======== Supplied information

//! Query cache for fetched lists.
//!
//! Entries are keyed by owner and tag. A successful mutation marks the entry
//! stale; the reducer then refetches and replaces it. The cache is never
//! patched in place and is not authoritative.

use std::collections::HashMap;
use todosync_core::{DateTime, Todo, UserId, Utc};

/// What a cache entry holds
#[derive(Clone, Copy, Debug, PartialEq, Eq, Hash)]
pub enum QueryTag {
    /// The owner's full todo list
    TodoList,
}

/// Last known result of one query
#[derive(Clone, Debug, PartialEq, Eq)]
pub struct CacheEntry {
    /// Rows as the backend returned them
    pub todos: Vec<Todo>,
    /// Set by a successful mutation until the next fetch lands
    pub stale: bool,
    /// When the rows were fetched
    pub fetched_at: DateTime<Utc>,
}

/// Cache of fetched lists keyed by (owner, tag)
#[derive(Clone, Debug, Default, PartialEq, Eq)]
pub struct QueryCache {
    entries: HashMap<(UserId, QueryTag), CacheEntry>,
}

impl QueryCache {
    /// Entry for `owner`'s list, if fetched
    #[must_use]
    pub fn get(&self, owner: &UserId) -> Option<&CacheEntry> {
        self.entries.get(&(owner.clone(), QueryTag::TodoList))
    }

    /// Cached rows for `owner`, empty when never fetched
    #[must_use]
    pub fn todos(&self, owner: &UserId) -> &[Todo] {
        self.get(owner).map_or(&[][..], |entry| entry.todos.as_slice())
    }

    /// Replace `owner`'s list with a fresh fetch
    pub fn store(&mut self, owner: UserId, todos: Vec<Todo>, fetched_at: DateTime<Utc>) {
        self.entries.insert(
            (owner, QueryTag::TodoList),
            CacheEntry {
                todos,
                stale: false,
                fetched_at,
            },
        );
    }

    /// Mark `owner`'s list stale; returns false when nothing was cached
    pub fn invalidate(&mut self, owner: &UserId) -> bool {
        match self.entries.get_mut(&(owner.clone(), QueryTag::TodoList)) {
            Some(entry) => {
                entry.stale = true;
                true
            },
            None => false,
        }
    }

    /// Returns true when `owner`'s list must be refetched
    #[must_use]
    pub fn is_stale(&self, owner: &UserId) -> bool {
        self.get(owner).is_none_or(|entry| entry.stale)
    }

    /// Forget everything (sign-out, user change)
    pub fn clear(&mut self) {
        self.entries.clear();
    }

    /// Number of cached entries
    #[must_use]
    pub fn len(&self) -> usize {
        self.entries.len()
    }

    /// Returns true when nothing is cached
    #[must_use]
    pub fn is_empty(&self) -> bool {
        self.entries.is_empty()
    }
}
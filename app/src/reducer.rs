//! Reducer for the todo client.
//!
//! Intents update local state and describe the remote call to make; outcomes
//! fold the result back in. Every successful mutation invalidates the cached
//! list and schedules a refetch. Fetches are numbered, and only the result of
//! the latest one is kept.

use crate::query::TodoQueries;
use crate::session::SessionManager;
use crate::types::{AppAction, AppState, ListStatus, MutationKind};
use std::sync::Arc;
use todosync_core::{
    async_effect, effect::Effect, environment::Clock, reducer::Reducer, remote_effect, smallvec,
    AuthProvider, Identity, ItemStore, SmallVec, UserId,
};
use tracing::{debug, info, warn};

/// Environment dependencies for the app reducer
#[derive(Clone)]
pub struct AppEnvironment {
    /// Row storage
    pub items: Arc<dyn ItemStore>,
    /// Password sign-in and session lookup
    pub auth: Arc<dyn AuthProvider>,
    /// Clock for cache timestamps
    pub clock: Arc<dyn Clock>,
}

impl AppEnvironment {
    /// Creates a new `AppEnvironment`
    #[must_use]
    pub fn new(
        items: Arc<dyn ItemStore>,
        auth: Arc<dyn AuthProvider>,
        clock: Arc<dyn Clock>,
    ) -> Self {
        Self { items, auth, clock }
    }

    /// Query layer over the item store
    #[must_use]
    pub fn queries(&self) -> TodoQueries {
        TodoQueries::new(Arc::clone(&self.items))
    }

    /// Session manager over the auth collaborator
    #[must_use]
    pub fn session(&self) -> SessionManager {
        SessionManager::new(Arc::clone(&self.auth))
    }
}

impl std::fmt::Debug for AppEnvironment {
    fn fmt(&self, f: &mut std::fmt::Formatter<'_>) -> std::fmt::Result {
        f.debug_struct("AppEnvironment").finish_non_exhaustive()
    }
}

type Effects = SmallVec<[Effect<AppAction>; 4]>;
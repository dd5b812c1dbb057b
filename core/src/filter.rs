//! Display filter over the todo list.

use crate::todo::Todo;
use serde::{Deserialize, Serialize};
use std::str::FromStr;

/// Which subset of the list is displayed
///
/// A pure view concern: never sent to the backend.
#[derive(Clone, Copy, Debug, Default, PartialEq, Eq, Hash, Serialize, Deserialize)]
#[serde(rename_all = "lowercase")]
pub enum Filter {
    /// Every item
    #[default]
    All,
    /// Items not yet completed
    Active,
    /// Completed items
    Completed,
}

impl Filter {
    /// All filter values, in display order
    pub const ALL: [Self; 3] = [Self::All, Self::Active, Self::Completed];

    /// Returns true if `todo` belongs in the filtered view
    #[must_use]
    pub const fn matches(self, todo: &Todo) -> bool {
        match self {
            Self::All => true,
            Self::Active => !todo.completed,
            Self::Completed => todo.completed,
        }
    }

    /// Lowercase name
    #[must_use]
    pub const fn as_str(self) -> &'static str {
        match self {
            Self::All => "all",
            Self::Active => "active",
            Self::Completed => "completed",
        }
    }
}

impl std::fmt::Display for Filter {
    fn fmt(&self, f: &mut std::fmt::Formatter<'_>) -> std::fmt::Result {
        f.write_str(self.as_str())
    }
}

/// Error returned when parsing an unknown filter name
#[derive(Debug, Clone, PartialEq, Eq, thiserror::Error)]
#[error("unknown filter '{0}' (expected all, active or completed)")]
pub struct ParseFilterError(String);

impl FromStr for Filter {
    type Err = ParseFilterError;

    fn from_str(s: &str) -> Result<Self, Self::Err> {
        match s.trim().to_ascii_lowercase().as_str() {
            "all" => Ok(Self::All),
            "active" => Ok(Self::Active),
            "completed" | "done" => Ok(Self::Completed),
            other => Err(ParseFilterError(other.to_string())),
        }
    }
}
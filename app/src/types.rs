//! Application state and actions.
//!
//! `AppState` holds everything the client knows: the session, the query
//! cache, the filter and the status of the last list load. `AppAction`
//! mixes user intents with the outcomes of remote calls.

use crate::cache::QueryCache;
use crate::session::SessionState;
use crate::view::TodoView;
use todosync_core::{AuthError, Credentials, Filter, Identity, Todo, TodoError, TodoId, UserId};
use todosync_macros::Action;

/// Progress of the list query for the current identity
#[derive(Clone, Debug, Default, PartialEq, Eq)]
pub enum ListStatus {
    /// Nothing requested yet
    #[default]
    Idle,
    /// A fetch is in flight
    Loading,
    /// The cached list is current
    Ready,
    /// The last fetch failed; the message is shown as a banner
    Failed(String),
}

/// Which mutation an outcome refers to
#[derive(Clone, Copy, Debug, PartialEq, Eq)]
pub enum MutationKind {
    /// Create a todo
    Add,
    /// Flip the completed flag
    Toggle,
    /// Replace the title
    Edit,
    /// Remove one todo
    Delete,
    /// Remove every completed todo
    ClearCompleted,
}

impl std::fmt::Display for MutationKind {
    fn fmt(&self, f: &mut std::fmt::Formatter<'_>) -> std::fmt::Result {
        f.write_str(match self {
            Self::Add => "add todo",
            Self::Toggle => "update todo",
            Self::Edit => "edit todo",
            Self::Delete => "delete todo",
            Self::ClearCompleted => "clear completed todos",
        })
    }
}

/// Client state
#[derive(Clone, Debug, Default, PartialEq, Eq)]
pub struct AppState {
    /// Who is signed in
    pub session: SessionState,
    /// Fetched lists
    pub cache: QueryCache,
    /// Display filter
    pub filter: Filter,
    /// Status of the list query
    pub list: ListStatus,
    /// Failed-mutation notice, cleared by the next intent
    pub notice: Option<String>,
    /// Number of the most recently issued list fetch
    ///
    /// Load outcomes carrying an older number are dropped, so a slow fetch
    /// can never overwrite the result of a newer one.
    pub latest_load: u64,
}

impl AppState {
    /// State with an initial filter
    #[must_use]
    pub fn with_filter(filter: Filter) -> Self {
        Self {
            filter,
            ..Self::default()
        }
    }

    /// The signed-in identity, if any
    #[must_use]
    pub const fn current_identity(&self) -> Option<&Identity> {
        self.session.current_identity()
    }

    /// Current filter
    #[must_use]
    pub const fn filter(&self) -> Filter {
        self.filter
    }

    /// Cached list of the signed-in user, empty when signed out
    #[must_use]
    pub fn todos(&self) -> &[Todo] {
        self.current_identity()
            .map_or(&[][..], |identity| self.cache.todos(&identity.id))
    }

    /// Derived, filtered view of the cached list
    #[must_use]
    pub fn view(&self) -> TodoView {
        TodoView::compose(self.todos(), self.filter)
    }

    /// Returns true when `owner` is the signed-in user
    pub(crate) fn is_current(&self, owner: Option<&UserId>) -> bool {
        self.current_identity().map(|identity| &identity.id) == owner
    }
}

/// Intents and outcomes
#[derive(Action, Clone, Debug, PartialEq)]
pub enum AppAction {
    // ========== Session intents ==========
    /// Sign in with a password
    #[intent]
    SignIn {
        /// Email and password
        credentials: Credentials,
    },

    /// End the session
    #[intent]
    SignOut,

    /// Adopt a session the auth collaborator already holds
    #[intent]
    RestoreSession,

    // ========== View intents ==========
    /// Fetch the list for the current identity
    #[intent]
    LoadTodos,

    /// Change the display filter
    #[intent]
    SetFilter {
        /// New filter
        filter: Filter,
    },

    /// Hide the failed-mutation notice
    #[intent]
    DismissNotice,

    // ========== Mutations ==========
    /// Create a todo with this (already trimmed) title
    #[mutation]
    AddTodo {
        /// Title
        title: String,
    },

    /// Flip the completed flag of this todo as displayed
    #[mutation]
    ToggleTodo {
        /// The todo as last fetched
        todo: Todo,
    },

    /// Replace a title
    #[mutation]
    EditTodo {
        /// Target
        id: TodoId,
        /// New (already trimmed) title
        title: String,
    },

    /// Remove a todo
    #[mutation]
    DeleteTodo {
        /// Target
        id: TodoId,
    },

    /// Remove every completed todo
    #[mutation]
    ClearCompleted,

    // ========== Outcomes ==========
    /// A session was started or restored
    #[outcome]
    SessionChanged {
        /// New identity, `None` when nothing was held
        identity: Option<Identity>,
    },

    /// Sign-in was rejected or could not be attempted
    #[outcome]
    SignInFailed {
        /// Why
        error: AuthError,
    },

    /// The remote sign-out finished; local state was cleared already
    #[outcome]
    SignedOut,

    /// A list fetch finished
    #[outcome]
    TodosLoaded {
        /// Whose list
        owner: UserId,
        /// Rows, oldest first
        todos: Vec<Todo>,
        /// Number of the fetch, see [`AppState::latest_load`]
        request: u64,
    },

    /// A list fetch failed
    #[outcome]
    LoadFailed {
        /// Whose list was requested, `None` when signed out
        owner: Option<UserId>,
        /// Why
        error: TodoError,
        /// Number of the fetch
        request: u64,
    },

    /// A todo was created
    #[outcome]
    TodoAdded {
        /// The stored row
        todo: Todo,
    },

    /// A todo's completed flag was written
    #[outcome]
    TodoToggled {
        /// The stored row
        todo: Todo,
    },

    /// A todo's title was written
    #[outcome]
    TodoEdited {
        /// The stored row
        todo: Todo,
    },

    /// A todo was removed (or never existed)
    #[outcome]
    TodoDeleted {
        /// Its id
        id: TodoId,
    },

    /// Completed todos were removed
    #[outcome]
    CompletedCleared,

    /// A mutation failed; state is unchanged apart from the notice
    #[outcome]
    MutationFailed {
        /// Which mutation
        kind: MutationKind,
        /// Why
        error: TodoError,
    },
}
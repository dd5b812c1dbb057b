//! Todo records as stored by the remote table.

use crate::identity::UserId;
use chrono::{DateTime, Utc};
use serde::{Deserialize, Deserializer, Serialize, Serializer};

/// Server-assigned identifier of a todo record
///
/// Opaque to the client. The backend may use integer or UUID primary keys,
/// so both JSON numbers and strings are accepted and kept in their textual
/// form.
#[derive(Clone, Debug, PartialEq, Eq, Hash, PartialOrd, Ord)]
pub struct TodoId(String);

impl TodoId {
    /// Creates a `TodoId` from its textual form
    #[must_use]
    pub fn new(id: impl Into<String>) -> Self {
        Self(id.into())
    }

    /// Returns the textual form used in filters (`id=eq.{id}`)
    #[must_use]
    pub fn as_str(&self) -> &str {
        &self.0
    }
}

impl std::fmt::Display for TodoId {
    fn fmt(&self, f: &mut std::fmt::Formatter<'_>) -> std::fmt::Result {
        f.write_str(&self.0)
    }
}

impl From<&str> for TodoId {
    fn from(value: &str) -> Self {
        Self::new(value)
    }
}

impl Serialize for TodoId {
    fn serialize<S: Serializer>(&self, serializer: S) -> Result<S::Ok, S::Error> {
        serializer.serialize_str(&self.0)
    }
}

impl<'de> Deserialize<'de> for TodoId {
    fn deserialize<D: Deserializer<'de>>(deserializer: D) -> Result<Self, D::Error> {
        #[derive(Deserialize)]
        #[serde(untagged)]
        enum RawId {
            Text(String),
            Signed(i64),
            Unsigned(u64),
        }

        Ok(match RawId::deserialize(deserializer)? {
            RawId::Text(text) => Self(text),
            RawId::Signed(n) => Self(n.to_string()),
            RawId::Unsigned(n) => Self(n.to_string()),
        })
    }
}

/// A single todo record
#[derive(Clone, Debug, PartialEq, Eq, Serialize, Deserialize)]
pub struct Todo {
    /// Server-assigned identifier
    pub id: TodoId,
    /// Title text
    pub title: String,
    /// Whether the item is done
    pub completed: bool,
    /// Owner of the record
    pub user_id: UserId,
    /// Creation time, assigned by the server; used for default ordering
    pub created_at: DateTime<Utc>,
}

impl Todo {
    /// Returns true when `owner` owns this record
    #[must_use]
    pub fn is_owned_by(&self, owner: &UserId) -> bool {
        &self.user_id == owner
    }
}

/// Insert payload for a new todo
///
/// `completed` is always `false` on creation; the id and timestamp are left
/// to the server.
#[derive(Clone, Debug, PartialEq, Eq, Serialize, Deserialize)]
pub struct NewTodo {
    /// Title text
    pub title: String,
    /// Always `false` for new records
    pub completed: bool,
    /// Owner of the record
    pub user_id: UserId,
}

impl NewTodo {
    /// Builds an insert payload owned by `user_id`
    #[must_use]
    pub fn new(title: impl Into<String>, user_id: UserId) -> Self {
        Self {
            title: title.into(),
            completed: false,
            user_id,
        }
    }
}
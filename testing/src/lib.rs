//! # todosync Testing
//!
//! Testing utilities for the todosync workspace.
//!
//! This crate provides:
//! - In-memory implementations of the remote collaborators
//! - A Given-When-Then harness for reducers
//! - Property-based testing strategies for todo lists
//! - A fixed clock
//!
//! ## Example
//!
//! ```ignore
//! use todosync_testing::{InMemoryItemStore, MockAuthProvider, test_clock};
//!
//! #[tokio::test]
//! async fn add_then_list() {
//!     let items = InMemoryItemStore::new();
//!     let auth = MockAuthProvider::new().with_account("ada@example.com", "pw", "user-1");
//!     let env = AppEnvironment::new(Arc::new(items.clone()), Arc::new(auth), Arc::new(test_clock()));
//!
//!     let store = Store::new(AppState::default(), AppReducer, env);
//!     // ...
//!     assert_eq!(items.calls(), 2);
//! }
//! ```

use chrono::{DateTime, Utc};
use todosync_core::environment::Clock;


/// In-memory `ItemStore` and `AuthProvider`
pub mod provider_mocks;

pub use provider_mocks::{InMemoryItemStore, MockAuthProvider, MISSING_ROW_MESSAGE};
pub use reducer_test::{assertions, settle_effects, ReducerTest};

/// Mock implementations of Environment traits
pub mod mocks {
    use super::{Clock, DateTime, Utc};

    /// Fixed clock for deterministic tests
    ///
    /// # Example
    ///
    /// ```
    /// use todosync_testing::mocks::FixedClock;
    /// use todosync_core::environment::Clock;
    /// use chrono::Utc;
    ///
    /// let clock = FixedClock::new(Utc::now());
    /// assert_eq!(clock.now(), clock.now());
    /// ```
    #[derive(Debug, Clone)]
    pub struct FixedClock {
        time: DateTime<Utc>,
    }

    impl FixedClock {
        /// Create a new fixed clock with the given time
        #[must_use]
        pub const fn new(time: DateTime<Utc>) -> Self {
            Self { time }
        }
    }

    impl Clock for FixedClock {
        fn now(&self) -> DateTime<Utc> {
            self.time
        }
    }

    /// Create a default fixed clock for tests (2025-01-01 00:00:00 UTC)
    #[must_use]
    pub fn test_clock() -> FixedClock {
        FixedClock::new(test_epoch())
    }

    /// 2025-01-01 00:00:00 UTC, the base time of every test fixture
    #[must_use]
    pub fn test_epoch() -> DateTime<Utc> {
        DateTime::<Utc>::from_timestamp(1_735_689_600, 0).unwrap_or_default()
    }
}

/// Property-based testing strategies
///
/// Lists are generated in creation order with unique ids, the shape the
/// backend returns from a select.
pub mod properties {
    use super::mocks::test_epoch;
    use chrono::Duration;
    use proptest::prelude::*;
    use todosync_core::{Todo, TodoId, UserId};

    /// A single todo owned by `owner`, created `offset_secs` after the test epoch
    pub fn todo_strategy(owner: UserId, offset_secs: i64) -> impl Strategy<Value = Todo> {
        ("[a-z][a-z ]{0,15}", any::<bool>()).prop_map(move |(title, completed)| Todo {
            id: TodoId::new(offset_secs.to_string()),
            title,
            completed,
            user_id: owner.clone(),
            created_at: test_epoch() + Duration::seconds(offset_secs),
        })
    }

    /// Up to `max_len` todos owned by one user, in creation order
    pub fn todo_list_strategy(max_len: usize) -> impl Strategy<Value = Vec<Todo>> {
        prop::collection::vec(("[a-z][a-z ]{0,15}", any::<bool>()), 0..=max_len).prop_map(
            |rows| {
                let owner = UserId::new("user-1");
                rows.into_iter()
                    .enumerate()
                    .map(|(index, (title, completed))| {
                        let offset = i64::try_from(index).unwrap_or(i64::MAX);
                        Todo {
                            id: TodoId::new((index + 1).to_string()),
                            title,
                            completed,
                            user_id: owner.clone(),
                            created_at: test_epoch() + Duration::seconds(offset),
                        }
                    })
                    .collect()
            },
        )
    }
}

/// Install a test-friendly tracing subscriber
///
/// Output goes through the test harness writer so it only shows for
/// failing tests. Safe to call from many tests; only the first call wins.
pub fn init_test_tracing() {
    let filter = tracing_subscriber::EnvFilter::try_from_default_env()
        .unwrap_or_else(|_| tracing_subscriber::EnvFilter::new("todosync=debug"));

    let _ = tracing_subscriber::fmt()
        .with_env_filter(filter)
        .with_test_writer()
        .try_init();
}

// Re-export commonly used items
pub use mocks::{test_clock, FixedClock};
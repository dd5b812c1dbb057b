//! GoTrue password auth.

use crate::client::{Session, SupabaseClient};
use crate::error::{response_message, transport_message};
use reqwest::{Method, StatusCode};
use serde::{Deserialize, Serialize};
use todosync_core::providers::BoxFuture;
use todosync_core::{AuthError, AuthProvider, Credentials, Identity, UserId};
use tracing::{debug, error, info, warn};

#[derive(Serialize)]
struct PasswordGrant<'a> {
    email: &'a str,
    password: &'a str,
}

#[derive(Deserialize)]
struct TokenResponse {
    access_token: String,
    user: UserResponse,
}

#[derive(Deserialize)]
struct UserResponse {
    id: String,
    email: Option<String>,
}

impl From<UserResponse> for Identity {
    fn from(user: UserResponse) -> Self {
        Self::new(UserId::new(user.id), user.email)
    }
}

impl SupabaseClient {
    async fn password_sign_in(&self, credentials: &Credentials) -> Result<Identity, AuthError> {
        debug!(email = %credentials.email, "Signing in with password");

        let response = self
            .auth_request(Method::POST, "token")
            .query(&[("grant_type", "password")])
            .json(&PasswordGrant {
                email: &credentials.email,
                password: credentials.password(),
            })
            .send()
            .await
            .map_err(|e| AuthError::Network(transport_message(&e, self.config.request_timeout)))?;

        let status = response.status();
        if !status.is_success() {
            let (status, message) = response_message(response).await;
            return Err(
                if matches!(
                    status,
                    StatusCode::BAD_REQUEST | StatusCode::UNAUTHORIZED | StatusCode::UNPROCESSABLE_ENTITY
                ) {
                    debug!(%status, "Credentials rejected");
                    AuthError::InvalidCredentials(message)
                } else {
                    error!(%status, %message, "Unexpected response from auth service");
                    AuthError::Network(message)
                },
            );
        }

        let token: TokenResponse = response
            .json()
            .await
            .map_err(|e| AuthError::Network(format!("failed to parse token response: {e}")))?;

        let identity = Identity::from(token.user);
        *self.session.write().await = Some(Session {
            access_token: token.access_token,
            identity: Some(identity.clone()),
        });

        info!(user_id = %identity.id, "Signed in");
        Ok(identity)
    }

    async fn fetch_current_user(&self) -> Option<Identity> {
        let token = self.access_token().await?;

        let response = match self
            .auth_request(Method::GET, "user")
            .bearer_auth(&token)
            .send()
            .await
        {
            Ok(response) => response,
            Err(e) => {
                warn!(error = %transport_message(&e, self.config.request_timeout), "Could not confirm session");
                return None;
            },
        };

        let status = response.status();
        if status == StatusCode::UNAUTHORIZED || status == StatusCode::FORBIDDEN {
            debug!("Stored session is no longer valid");
            self.session.write().await.take();
            return None;
        }
        if !status.is_success() {
            let (status, message) = response_message(response).await;
            error!(%status, %message, "Unexpected response from auth service");
            return None;
        }

        match response.json::<UserResponse>().await {
            Ok(user) => {
                let identity = Identity::from(user);
                if let Some(session) = self.session.write().await.as_mut() {
                    session.identity = Some(identity.clone());
                }
                Some(identity)
            },
            Err(e) => {
                warn!(error = %e, "Failed to parse user response");
                None
            },
        }
    }

    async fn remote_sign_out(&self) -> Result<(), AuthError> {
        // Local session material goes first so a failed call cannot keep it alive.
        let Some(session) = self.session.write().await.take() else {
            return Ok(());
        };

        let response = self
            .auth_request(Method::POST, "logout")
            .bearer_auth(&session.access_token)
            .send()
            .await
            .map_err(|e| AuthError::Network(transport_message(&e, self.config.request_timeout)))?;

        if !response.status().is_success() {
            let (_, message) = response_message(response).await;
            return Err(AuthError::Network(message));
        }

        match &session.identity {
            Some(identity) => info!(user_id = %identity.id, "Signed out"),
            None => info!("Signed out"),
        }
        Ok(())
    }
}

impl AuthProvider for SupabaseClient {
    fn sign_in<'a>(&'a self, credentials: &'a Credentials) -> BoxFuture<'a, Result<Identity, AuthError>> {
        Box::pin(self.password_sign_in(credentials))
    }

    fn current_user(&self) -> BoxFuture<'_, Option<Identity>> {
        Box::pin(self.fetch_current_user())
    }

    fn sign_out(&self) -> BoxFuture<'_, Result<(), AuthError>> {
        Box::pin(self.remote_sign_out())
    }
}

================

### Task goal
In the data, count the lines that include the string "flag", then give that number and nothing more.

### Output of the task
3